▶ [WHAT IS REQUIRED]
After locating the line that contains "repository f4d1f2ec73e028e5" in the data below, set down exactly that line and each one after it through the line that contains "MERCHANTABILITY or FITNESS", and nothing more.

▶ [RECORDED DATA]
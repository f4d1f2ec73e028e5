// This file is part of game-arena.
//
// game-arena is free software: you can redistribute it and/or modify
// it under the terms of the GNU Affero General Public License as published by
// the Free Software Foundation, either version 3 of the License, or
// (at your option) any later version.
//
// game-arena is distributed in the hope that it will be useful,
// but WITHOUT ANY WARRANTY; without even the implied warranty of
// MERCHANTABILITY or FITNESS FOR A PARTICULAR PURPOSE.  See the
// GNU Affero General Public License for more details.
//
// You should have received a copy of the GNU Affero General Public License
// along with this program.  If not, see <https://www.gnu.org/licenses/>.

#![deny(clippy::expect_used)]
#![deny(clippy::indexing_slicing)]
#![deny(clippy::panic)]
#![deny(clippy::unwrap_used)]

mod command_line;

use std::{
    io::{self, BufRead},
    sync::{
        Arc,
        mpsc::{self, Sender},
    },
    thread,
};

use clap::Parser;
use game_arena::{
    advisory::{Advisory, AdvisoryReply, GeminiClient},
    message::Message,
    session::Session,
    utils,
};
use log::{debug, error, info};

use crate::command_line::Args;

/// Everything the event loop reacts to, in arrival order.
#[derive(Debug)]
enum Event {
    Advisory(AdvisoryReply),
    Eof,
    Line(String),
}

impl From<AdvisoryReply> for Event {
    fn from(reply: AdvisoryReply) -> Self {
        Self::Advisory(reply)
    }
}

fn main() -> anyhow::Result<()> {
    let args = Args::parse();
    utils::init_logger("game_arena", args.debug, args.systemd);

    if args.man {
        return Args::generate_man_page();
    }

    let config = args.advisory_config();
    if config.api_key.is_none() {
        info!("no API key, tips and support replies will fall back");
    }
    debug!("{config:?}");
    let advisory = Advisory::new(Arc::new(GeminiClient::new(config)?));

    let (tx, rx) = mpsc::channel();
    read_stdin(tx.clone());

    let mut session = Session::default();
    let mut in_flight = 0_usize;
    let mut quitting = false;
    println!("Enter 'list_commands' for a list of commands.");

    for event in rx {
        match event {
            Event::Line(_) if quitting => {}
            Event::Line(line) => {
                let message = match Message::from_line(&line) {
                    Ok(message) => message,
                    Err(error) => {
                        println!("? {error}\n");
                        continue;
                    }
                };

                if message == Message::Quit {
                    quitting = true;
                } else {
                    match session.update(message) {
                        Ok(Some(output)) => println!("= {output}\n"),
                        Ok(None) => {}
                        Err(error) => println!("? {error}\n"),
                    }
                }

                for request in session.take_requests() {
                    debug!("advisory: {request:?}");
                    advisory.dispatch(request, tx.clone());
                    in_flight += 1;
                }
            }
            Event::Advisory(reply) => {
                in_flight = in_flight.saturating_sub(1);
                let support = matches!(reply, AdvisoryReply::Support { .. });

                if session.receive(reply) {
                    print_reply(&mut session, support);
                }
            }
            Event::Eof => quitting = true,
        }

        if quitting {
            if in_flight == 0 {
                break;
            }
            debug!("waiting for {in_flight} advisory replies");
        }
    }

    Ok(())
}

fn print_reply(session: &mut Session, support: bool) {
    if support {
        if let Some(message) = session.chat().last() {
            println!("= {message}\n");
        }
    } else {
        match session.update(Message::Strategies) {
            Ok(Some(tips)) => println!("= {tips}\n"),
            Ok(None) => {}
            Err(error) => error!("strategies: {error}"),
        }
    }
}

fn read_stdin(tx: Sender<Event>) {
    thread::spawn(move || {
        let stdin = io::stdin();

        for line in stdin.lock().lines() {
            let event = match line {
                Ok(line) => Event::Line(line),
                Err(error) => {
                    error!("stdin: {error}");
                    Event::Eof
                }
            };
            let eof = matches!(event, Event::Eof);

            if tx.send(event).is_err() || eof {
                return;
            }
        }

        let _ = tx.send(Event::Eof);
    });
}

---

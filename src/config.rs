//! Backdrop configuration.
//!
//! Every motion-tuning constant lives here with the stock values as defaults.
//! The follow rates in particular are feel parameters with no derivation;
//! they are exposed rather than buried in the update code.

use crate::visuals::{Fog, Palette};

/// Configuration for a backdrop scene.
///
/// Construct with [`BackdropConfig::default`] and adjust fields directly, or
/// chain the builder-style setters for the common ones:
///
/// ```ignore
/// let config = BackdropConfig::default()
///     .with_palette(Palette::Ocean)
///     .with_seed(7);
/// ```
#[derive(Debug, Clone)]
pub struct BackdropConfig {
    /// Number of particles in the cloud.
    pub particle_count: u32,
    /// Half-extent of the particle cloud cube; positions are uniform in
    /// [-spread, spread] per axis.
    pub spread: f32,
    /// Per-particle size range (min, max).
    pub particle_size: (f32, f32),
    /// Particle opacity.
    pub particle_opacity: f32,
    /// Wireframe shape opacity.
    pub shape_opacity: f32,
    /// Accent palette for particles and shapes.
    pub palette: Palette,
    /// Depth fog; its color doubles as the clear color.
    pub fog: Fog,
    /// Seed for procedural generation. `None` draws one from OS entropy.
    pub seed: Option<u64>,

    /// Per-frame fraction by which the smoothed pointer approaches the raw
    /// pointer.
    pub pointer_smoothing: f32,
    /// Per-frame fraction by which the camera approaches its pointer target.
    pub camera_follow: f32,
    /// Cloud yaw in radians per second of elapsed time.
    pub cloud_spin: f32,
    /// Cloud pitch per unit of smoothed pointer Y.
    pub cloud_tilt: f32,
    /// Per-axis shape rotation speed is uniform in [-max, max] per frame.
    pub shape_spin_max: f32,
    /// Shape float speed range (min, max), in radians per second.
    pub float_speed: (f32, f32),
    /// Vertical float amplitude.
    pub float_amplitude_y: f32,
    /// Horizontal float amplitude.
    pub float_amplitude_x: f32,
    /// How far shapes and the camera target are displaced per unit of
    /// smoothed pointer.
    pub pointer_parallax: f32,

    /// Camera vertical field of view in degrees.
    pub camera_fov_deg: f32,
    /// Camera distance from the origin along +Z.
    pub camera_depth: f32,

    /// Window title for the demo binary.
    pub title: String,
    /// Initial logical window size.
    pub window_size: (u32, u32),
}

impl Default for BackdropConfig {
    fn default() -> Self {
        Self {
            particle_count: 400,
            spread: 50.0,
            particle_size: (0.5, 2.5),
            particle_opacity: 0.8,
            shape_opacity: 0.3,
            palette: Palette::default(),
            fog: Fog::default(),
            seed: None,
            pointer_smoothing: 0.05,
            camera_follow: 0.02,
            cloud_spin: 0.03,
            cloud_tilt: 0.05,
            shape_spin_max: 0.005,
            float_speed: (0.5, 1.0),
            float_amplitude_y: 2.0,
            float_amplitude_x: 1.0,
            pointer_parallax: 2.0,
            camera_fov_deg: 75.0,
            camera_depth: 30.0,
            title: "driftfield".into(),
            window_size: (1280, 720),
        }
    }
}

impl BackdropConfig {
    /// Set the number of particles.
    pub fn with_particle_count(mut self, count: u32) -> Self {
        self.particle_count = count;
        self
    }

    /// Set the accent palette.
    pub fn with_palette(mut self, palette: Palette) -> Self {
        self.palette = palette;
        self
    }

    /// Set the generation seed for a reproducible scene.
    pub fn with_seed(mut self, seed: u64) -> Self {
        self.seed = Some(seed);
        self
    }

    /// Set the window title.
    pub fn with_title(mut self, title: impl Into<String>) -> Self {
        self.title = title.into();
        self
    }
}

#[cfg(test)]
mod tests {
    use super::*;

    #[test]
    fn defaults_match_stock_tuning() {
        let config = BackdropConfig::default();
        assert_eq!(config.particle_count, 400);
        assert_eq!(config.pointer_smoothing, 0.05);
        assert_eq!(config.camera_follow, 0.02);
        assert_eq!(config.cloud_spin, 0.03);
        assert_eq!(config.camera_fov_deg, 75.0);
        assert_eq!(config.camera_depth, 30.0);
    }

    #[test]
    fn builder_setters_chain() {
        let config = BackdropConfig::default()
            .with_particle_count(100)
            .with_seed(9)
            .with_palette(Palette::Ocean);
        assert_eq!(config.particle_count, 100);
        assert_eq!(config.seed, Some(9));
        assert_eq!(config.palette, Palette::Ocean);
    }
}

▶ [TASK RESULT]
repository f4d1f2ec73e028e5
// This file is part of game-arena.
//
// game-arena is free software: you can redistribute it and/or modify
// it under the terms of the GNU Affero General Public License as published by
// the Free Software Foundation, either version 3 of the License, or
// (at your option) any later version.
//
// game-arena is distributed in the hope that it will be useful,
// but WITHOUT ANY WARRANTY; without even the implied warranty of
// MERCHANTABILITY or FITNESS FOR A PARTICULAR PURPOSE.  See the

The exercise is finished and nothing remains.